**** Provided entries ****

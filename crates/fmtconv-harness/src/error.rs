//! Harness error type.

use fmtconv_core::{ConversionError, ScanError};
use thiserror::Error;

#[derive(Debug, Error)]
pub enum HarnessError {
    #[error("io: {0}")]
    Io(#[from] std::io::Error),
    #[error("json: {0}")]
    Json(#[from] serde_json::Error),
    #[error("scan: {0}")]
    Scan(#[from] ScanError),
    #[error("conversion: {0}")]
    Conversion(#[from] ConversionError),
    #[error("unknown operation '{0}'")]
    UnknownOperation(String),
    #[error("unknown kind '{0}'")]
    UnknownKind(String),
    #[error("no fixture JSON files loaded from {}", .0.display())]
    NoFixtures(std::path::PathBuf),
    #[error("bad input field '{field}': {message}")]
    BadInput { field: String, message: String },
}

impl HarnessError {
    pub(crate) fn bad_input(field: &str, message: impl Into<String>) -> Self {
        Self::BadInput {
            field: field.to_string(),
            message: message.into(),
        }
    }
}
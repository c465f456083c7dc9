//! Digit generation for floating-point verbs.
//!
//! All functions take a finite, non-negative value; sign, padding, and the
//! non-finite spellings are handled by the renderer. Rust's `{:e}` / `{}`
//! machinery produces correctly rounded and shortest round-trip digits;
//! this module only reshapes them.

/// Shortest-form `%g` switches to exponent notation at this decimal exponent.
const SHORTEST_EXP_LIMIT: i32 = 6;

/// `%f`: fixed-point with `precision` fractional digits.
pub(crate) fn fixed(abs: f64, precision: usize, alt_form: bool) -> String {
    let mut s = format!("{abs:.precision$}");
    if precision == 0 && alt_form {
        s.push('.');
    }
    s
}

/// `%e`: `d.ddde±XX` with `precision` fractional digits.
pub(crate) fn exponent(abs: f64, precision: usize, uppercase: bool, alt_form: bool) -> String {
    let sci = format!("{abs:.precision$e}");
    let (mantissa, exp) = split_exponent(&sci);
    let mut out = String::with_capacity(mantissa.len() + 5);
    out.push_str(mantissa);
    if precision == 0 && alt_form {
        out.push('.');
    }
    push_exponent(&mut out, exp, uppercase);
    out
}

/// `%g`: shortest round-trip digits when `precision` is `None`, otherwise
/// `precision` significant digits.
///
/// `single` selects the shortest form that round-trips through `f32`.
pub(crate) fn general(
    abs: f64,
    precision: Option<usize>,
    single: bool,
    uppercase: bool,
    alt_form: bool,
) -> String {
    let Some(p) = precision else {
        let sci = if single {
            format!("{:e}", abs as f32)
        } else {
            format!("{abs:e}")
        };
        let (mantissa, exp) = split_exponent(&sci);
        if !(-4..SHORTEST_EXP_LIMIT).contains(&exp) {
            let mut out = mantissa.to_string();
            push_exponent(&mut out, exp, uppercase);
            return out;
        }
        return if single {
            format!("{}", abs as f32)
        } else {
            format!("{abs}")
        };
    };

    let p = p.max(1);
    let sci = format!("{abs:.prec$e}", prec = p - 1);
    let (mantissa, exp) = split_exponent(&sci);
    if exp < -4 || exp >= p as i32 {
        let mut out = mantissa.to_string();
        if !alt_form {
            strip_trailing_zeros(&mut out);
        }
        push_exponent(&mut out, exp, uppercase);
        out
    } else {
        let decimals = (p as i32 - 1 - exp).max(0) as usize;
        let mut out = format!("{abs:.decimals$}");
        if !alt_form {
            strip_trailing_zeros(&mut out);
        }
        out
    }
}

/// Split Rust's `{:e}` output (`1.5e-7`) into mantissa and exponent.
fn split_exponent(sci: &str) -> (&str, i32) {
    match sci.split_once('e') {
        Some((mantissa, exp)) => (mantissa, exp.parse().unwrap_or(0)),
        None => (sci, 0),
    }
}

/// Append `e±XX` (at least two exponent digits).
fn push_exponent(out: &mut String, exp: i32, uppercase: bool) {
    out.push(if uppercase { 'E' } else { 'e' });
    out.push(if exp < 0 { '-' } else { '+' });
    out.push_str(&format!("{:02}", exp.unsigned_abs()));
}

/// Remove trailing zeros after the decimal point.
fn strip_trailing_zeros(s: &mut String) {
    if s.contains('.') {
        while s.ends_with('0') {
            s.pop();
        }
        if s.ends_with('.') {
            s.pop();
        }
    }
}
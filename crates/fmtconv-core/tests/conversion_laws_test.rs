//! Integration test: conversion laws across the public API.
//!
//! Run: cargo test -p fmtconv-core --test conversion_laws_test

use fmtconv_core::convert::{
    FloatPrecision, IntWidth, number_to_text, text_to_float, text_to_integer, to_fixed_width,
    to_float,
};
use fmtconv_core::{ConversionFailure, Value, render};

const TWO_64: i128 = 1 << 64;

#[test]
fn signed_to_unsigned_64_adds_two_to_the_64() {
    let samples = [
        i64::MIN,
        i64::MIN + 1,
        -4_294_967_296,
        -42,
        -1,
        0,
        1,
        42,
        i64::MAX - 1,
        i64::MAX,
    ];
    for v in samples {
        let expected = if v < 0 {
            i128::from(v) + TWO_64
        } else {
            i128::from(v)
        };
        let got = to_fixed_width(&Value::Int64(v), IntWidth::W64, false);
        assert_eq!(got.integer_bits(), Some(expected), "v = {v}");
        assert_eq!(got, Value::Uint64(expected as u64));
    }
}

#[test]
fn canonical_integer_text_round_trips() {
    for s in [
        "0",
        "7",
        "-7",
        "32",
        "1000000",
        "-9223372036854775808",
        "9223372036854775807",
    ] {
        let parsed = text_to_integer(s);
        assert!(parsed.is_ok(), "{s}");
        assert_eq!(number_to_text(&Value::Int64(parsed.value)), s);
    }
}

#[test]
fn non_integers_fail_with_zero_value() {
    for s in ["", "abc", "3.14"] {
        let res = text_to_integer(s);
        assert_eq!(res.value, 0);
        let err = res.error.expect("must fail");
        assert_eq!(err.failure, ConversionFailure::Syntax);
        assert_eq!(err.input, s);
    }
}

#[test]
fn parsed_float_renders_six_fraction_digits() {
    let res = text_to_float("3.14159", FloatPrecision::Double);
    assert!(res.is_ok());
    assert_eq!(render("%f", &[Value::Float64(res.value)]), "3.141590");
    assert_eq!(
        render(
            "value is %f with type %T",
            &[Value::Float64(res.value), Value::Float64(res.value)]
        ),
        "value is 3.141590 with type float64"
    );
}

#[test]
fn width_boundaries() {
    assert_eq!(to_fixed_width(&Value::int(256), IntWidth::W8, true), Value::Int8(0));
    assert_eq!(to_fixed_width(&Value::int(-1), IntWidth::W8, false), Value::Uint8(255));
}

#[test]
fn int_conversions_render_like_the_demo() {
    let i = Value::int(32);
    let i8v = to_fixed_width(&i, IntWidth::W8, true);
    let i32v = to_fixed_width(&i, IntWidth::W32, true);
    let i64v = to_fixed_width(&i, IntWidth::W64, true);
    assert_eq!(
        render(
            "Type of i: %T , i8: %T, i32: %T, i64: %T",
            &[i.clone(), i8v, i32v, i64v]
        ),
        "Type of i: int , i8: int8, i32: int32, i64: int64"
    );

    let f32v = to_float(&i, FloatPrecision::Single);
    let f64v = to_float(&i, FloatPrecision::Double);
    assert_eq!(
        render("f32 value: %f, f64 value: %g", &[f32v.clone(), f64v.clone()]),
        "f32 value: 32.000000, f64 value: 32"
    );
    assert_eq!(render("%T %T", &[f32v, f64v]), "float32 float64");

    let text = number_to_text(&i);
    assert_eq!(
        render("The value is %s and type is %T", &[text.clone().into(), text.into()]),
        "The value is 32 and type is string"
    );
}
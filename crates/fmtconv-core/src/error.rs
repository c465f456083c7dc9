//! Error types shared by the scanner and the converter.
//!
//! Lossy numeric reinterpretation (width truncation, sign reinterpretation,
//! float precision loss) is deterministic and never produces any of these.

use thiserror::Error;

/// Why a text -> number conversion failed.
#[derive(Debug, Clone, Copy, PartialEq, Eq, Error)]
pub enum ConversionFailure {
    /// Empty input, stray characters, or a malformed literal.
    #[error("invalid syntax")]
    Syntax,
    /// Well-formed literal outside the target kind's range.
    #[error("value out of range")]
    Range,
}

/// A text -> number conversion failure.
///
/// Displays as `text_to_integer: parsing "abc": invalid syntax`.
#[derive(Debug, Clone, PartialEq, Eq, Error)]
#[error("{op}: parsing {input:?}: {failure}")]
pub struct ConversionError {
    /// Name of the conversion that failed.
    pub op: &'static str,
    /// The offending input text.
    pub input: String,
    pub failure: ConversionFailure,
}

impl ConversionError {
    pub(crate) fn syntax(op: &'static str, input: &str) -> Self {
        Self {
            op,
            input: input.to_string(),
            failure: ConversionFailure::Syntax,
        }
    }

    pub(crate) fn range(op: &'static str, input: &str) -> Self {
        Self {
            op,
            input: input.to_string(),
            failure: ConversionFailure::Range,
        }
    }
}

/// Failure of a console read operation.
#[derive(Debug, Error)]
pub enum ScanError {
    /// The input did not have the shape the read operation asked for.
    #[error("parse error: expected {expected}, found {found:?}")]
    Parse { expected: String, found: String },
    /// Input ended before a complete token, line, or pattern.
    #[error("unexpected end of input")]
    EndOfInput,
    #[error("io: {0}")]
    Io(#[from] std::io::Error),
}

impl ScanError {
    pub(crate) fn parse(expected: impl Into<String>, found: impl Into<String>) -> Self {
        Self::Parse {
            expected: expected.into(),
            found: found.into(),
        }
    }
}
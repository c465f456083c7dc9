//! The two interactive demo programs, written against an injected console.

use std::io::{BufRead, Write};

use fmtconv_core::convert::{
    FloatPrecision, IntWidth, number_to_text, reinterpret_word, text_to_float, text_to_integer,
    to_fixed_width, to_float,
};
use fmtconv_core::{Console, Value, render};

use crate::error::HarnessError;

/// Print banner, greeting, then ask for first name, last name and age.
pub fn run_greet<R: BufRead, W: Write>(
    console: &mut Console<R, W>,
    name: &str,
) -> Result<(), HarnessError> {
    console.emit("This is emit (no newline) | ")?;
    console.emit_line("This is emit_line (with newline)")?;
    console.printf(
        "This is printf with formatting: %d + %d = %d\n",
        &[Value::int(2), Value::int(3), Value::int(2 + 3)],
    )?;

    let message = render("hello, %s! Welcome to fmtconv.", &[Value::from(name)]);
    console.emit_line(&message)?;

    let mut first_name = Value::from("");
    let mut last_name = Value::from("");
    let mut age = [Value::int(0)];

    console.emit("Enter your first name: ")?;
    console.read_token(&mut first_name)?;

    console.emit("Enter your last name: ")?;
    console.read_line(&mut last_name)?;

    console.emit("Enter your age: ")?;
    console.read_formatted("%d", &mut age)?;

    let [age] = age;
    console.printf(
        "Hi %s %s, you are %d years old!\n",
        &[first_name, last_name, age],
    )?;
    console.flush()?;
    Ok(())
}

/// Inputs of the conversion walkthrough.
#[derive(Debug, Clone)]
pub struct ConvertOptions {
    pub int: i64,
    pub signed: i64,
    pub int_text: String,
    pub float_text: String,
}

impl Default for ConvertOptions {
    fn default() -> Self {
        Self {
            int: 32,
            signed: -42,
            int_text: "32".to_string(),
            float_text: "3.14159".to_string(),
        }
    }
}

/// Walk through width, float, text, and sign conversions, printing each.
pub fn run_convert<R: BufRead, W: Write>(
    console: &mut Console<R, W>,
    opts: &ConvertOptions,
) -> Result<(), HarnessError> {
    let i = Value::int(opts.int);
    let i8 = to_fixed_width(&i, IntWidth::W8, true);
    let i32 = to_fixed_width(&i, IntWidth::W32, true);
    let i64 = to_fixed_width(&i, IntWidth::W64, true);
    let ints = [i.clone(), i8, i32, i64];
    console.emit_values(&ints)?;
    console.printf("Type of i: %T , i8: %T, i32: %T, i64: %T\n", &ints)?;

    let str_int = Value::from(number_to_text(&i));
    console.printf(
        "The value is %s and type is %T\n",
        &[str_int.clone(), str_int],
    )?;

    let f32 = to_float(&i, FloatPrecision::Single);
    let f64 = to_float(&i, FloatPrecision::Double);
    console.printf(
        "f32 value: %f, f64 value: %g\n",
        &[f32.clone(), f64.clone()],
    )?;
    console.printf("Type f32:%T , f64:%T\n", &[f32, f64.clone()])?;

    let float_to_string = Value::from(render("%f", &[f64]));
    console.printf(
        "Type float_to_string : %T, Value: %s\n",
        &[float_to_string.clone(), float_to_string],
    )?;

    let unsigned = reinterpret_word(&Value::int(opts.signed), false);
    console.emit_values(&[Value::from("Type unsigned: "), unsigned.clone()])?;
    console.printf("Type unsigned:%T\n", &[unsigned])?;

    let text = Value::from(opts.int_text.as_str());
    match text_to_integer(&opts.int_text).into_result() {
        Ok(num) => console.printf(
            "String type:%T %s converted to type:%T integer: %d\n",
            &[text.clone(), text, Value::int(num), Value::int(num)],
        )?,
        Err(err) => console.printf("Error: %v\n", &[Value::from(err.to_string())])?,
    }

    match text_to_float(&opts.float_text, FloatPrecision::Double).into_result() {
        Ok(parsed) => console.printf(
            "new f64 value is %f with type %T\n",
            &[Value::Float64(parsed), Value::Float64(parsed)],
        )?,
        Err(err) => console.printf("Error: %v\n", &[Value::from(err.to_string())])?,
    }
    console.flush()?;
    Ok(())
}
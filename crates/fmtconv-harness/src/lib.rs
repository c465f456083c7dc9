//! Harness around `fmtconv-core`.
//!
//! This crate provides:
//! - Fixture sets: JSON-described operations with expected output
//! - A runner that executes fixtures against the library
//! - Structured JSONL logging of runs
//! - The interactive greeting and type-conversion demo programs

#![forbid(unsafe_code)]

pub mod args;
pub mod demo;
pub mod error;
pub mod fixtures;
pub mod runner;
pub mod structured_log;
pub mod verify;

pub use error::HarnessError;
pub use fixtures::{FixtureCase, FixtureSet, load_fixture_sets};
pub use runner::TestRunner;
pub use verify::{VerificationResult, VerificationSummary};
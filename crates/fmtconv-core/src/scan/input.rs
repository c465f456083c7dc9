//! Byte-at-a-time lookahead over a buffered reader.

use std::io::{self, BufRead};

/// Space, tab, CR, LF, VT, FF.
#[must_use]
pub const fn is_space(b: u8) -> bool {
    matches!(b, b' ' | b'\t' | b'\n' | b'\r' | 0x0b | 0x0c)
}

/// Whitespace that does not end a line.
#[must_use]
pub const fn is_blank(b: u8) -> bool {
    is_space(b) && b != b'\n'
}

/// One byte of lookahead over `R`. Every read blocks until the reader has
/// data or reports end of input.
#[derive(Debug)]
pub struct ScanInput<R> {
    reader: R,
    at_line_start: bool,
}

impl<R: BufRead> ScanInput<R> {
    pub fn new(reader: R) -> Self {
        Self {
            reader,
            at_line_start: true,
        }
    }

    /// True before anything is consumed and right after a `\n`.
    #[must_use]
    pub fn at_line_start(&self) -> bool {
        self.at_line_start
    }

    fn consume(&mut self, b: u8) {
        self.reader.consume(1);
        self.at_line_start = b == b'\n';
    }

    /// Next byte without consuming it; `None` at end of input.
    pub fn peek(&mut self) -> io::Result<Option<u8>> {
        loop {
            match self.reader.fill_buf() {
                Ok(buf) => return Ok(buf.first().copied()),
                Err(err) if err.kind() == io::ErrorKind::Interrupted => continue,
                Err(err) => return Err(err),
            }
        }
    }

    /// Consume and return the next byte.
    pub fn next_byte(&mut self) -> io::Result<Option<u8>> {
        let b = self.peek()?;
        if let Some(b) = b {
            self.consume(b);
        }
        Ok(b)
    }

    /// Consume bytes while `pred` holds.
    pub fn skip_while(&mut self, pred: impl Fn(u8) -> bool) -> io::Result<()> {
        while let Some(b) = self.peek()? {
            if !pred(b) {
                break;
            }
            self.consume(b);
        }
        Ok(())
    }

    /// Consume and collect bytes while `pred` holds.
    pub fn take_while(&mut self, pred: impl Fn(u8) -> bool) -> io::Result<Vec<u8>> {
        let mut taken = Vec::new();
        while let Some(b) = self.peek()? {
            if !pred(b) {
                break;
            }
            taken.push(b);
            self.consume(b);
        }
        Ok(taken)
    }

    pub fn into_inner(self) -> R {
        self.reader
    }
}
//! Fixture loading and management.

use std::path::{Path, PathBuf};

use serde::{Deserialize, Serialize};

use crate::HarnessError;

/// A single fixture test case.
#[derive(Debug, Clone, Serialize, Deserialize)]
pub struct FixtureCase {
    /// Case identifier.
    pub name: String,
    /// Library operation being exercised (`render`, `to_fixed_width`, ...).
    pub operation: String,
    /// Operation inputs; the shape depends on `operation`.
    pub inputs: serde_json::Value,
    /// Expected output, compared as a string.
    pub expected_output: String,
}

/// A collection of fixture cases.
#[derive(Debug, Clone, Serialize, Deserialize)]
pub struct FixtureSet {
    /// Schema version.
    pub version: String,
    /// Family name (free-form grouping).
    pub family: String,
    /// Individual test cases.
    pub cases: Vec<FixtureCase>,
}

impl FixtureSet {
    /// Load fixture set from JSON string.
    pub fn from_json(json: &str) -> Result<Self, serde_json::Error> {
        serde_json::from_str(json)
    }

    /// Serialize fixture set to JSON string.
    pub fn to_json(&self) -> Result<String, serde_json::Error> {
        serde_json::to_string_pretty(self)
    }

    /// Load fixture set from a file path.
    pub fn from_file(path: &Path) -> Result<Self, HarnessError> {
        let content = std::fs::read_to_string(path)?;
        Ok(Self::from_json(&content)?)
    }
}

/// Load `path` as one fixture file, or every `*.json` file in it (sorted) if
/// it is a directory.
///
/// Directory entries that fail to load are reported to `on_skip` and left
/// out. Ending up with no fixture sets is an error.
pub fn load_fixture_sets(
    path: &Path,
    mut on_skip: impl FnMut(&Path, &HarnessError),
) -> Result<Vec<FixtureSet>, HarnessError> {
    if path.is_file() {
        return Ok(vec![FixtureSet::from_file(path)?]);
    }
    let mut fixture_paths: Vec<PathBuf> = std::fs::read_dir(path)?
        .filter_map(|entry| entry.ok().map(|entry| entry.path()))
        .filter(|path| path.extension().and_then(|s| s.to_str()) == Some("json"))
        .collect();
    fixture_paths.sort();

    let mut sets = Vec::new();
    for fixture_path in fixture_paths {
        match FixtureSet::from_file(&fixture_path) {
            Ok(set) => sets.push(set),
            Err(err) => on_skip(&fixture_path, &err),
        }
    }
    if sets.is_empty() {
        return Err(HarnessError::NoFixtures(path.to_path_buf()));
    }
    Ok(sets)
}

****

◆ Problem ◆
Every line that holds the word "bytes" should be copied from the records above.

◆ Result ◆
    /// Consume bytes while `pred` holds.
    /// Consume and collect bytes while `pred` holds.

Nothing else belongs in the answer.